Saved entries:

####################

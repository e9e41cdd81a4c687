//! Player record owned by the roster (player directory).
//!
//! # Invariants
//! - `name` is 2..=100 characters after trimming.
//! - `squad_number`, when set, is within 1..=99.
//! - `birth_date`, when set, is not in the future.

use super::validation::{check_text_length, normalize_optional, ValidationErrors};
use chrono::NaiveDate;
use serde::{Deserialize, Serialize};

/// Storage-assigned player identifier.
pub type PlayerId = i64;

const WEIGHT_MIN_KG: f64 = 30.0;
const WEIGHT_MAX_KG: f64 = 250.0;

/// Persisted player.
#[derive(Debug, Clone, PartialEq, Serialize)]
#[serde(rename_all = "camelCase")]
pub struct Player {
    pub id: PlayerId,
    pub name: String,
    pub surname: Option<String>,
    pub position: Option<String>,
    pub squad_number: Option<u8>,
    pub birth_date: Option<NaiveDate>,
    pub weight_kg: Option<f64>,
}

/// Input for creating a player.
#[derive(Debug, Clone, PartialEq, Deserialize)]
#[serde(rename_all = "camelCase", deny_unknown_fields)]
pub struct NewPlayer {
    pub name: String,
    #[serde(default)]
    pub surname: Option<String>,
    #[serde(default)]
    pub position: Option<String>,
    #[serde(default)]
    pub squad_number: Option<i64>,
    #[serde(default)]
    pub birth_date: Option<NaiveDate>,
    #[serde(default)]
    pub weight_kg: Option<f64>,
}

impl NewPlayer {
    pub fn new(name: impl Into<String>) -> Self {
        Self {
            name: name.into(),
            surname: None,
            position: None,
            squad_number: None,
            birth_date: None,
            weight_kg: None,
        }
    }

    /// Validates every field, collecting all failures.
    ///
    /// `today` bounds `birth_date`; callers pass the current local date.
    pub fn validate(&self, today: NaiveDate) -> Result<(), ValidationErrors> {
        let mut errors = ValidationErrors::new();
        check_text_length(&mut errors, "name", Some(self.name.as_str()), 2, 100);
        check_text_length(&mut errors, "surname", self.surname.as_deref(), 0, 150);
        check_text_length(&mut errors, "position", self.position.as_deref(), 0, 50);

        if let Some(number) = self.squad_number {
            if !(1..=99).contains(&number) {
                errors.push("squadNumber", "must be between 1 and 99");
            }
        }
        if let Some(birth_date) = self.birth_date {
            if birth_date > today {
                errors.push("birthDate", "must not be in the future");
            }
        }
        if let Some(weight) = self.weight_kg {
            if !weight.is_finite() || !(WEIGHT_MIN_KG..=WEIGHT_MAX_KG).contains(&weight) {
                errors.push("weightKg", "must be between 30 and 250");
            }
        }

        errors.into_result()
    }

    /// Trims text fields and drops blank optionals.
    pub fn normalized(&self) -> Self {
        Self {
            name: self.name.trim().to_string(),
            surname: normalize_optional(self.surname.as_deref()),
            position: normalize_optional(self.position.as_deref()),
            ..self.clone()
        }
    }
}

####################

## DIRECTIONS
Your reply must be one number, namely the count of lines above that hold the string "surname".

## RESULT OF THE EXERCISE
5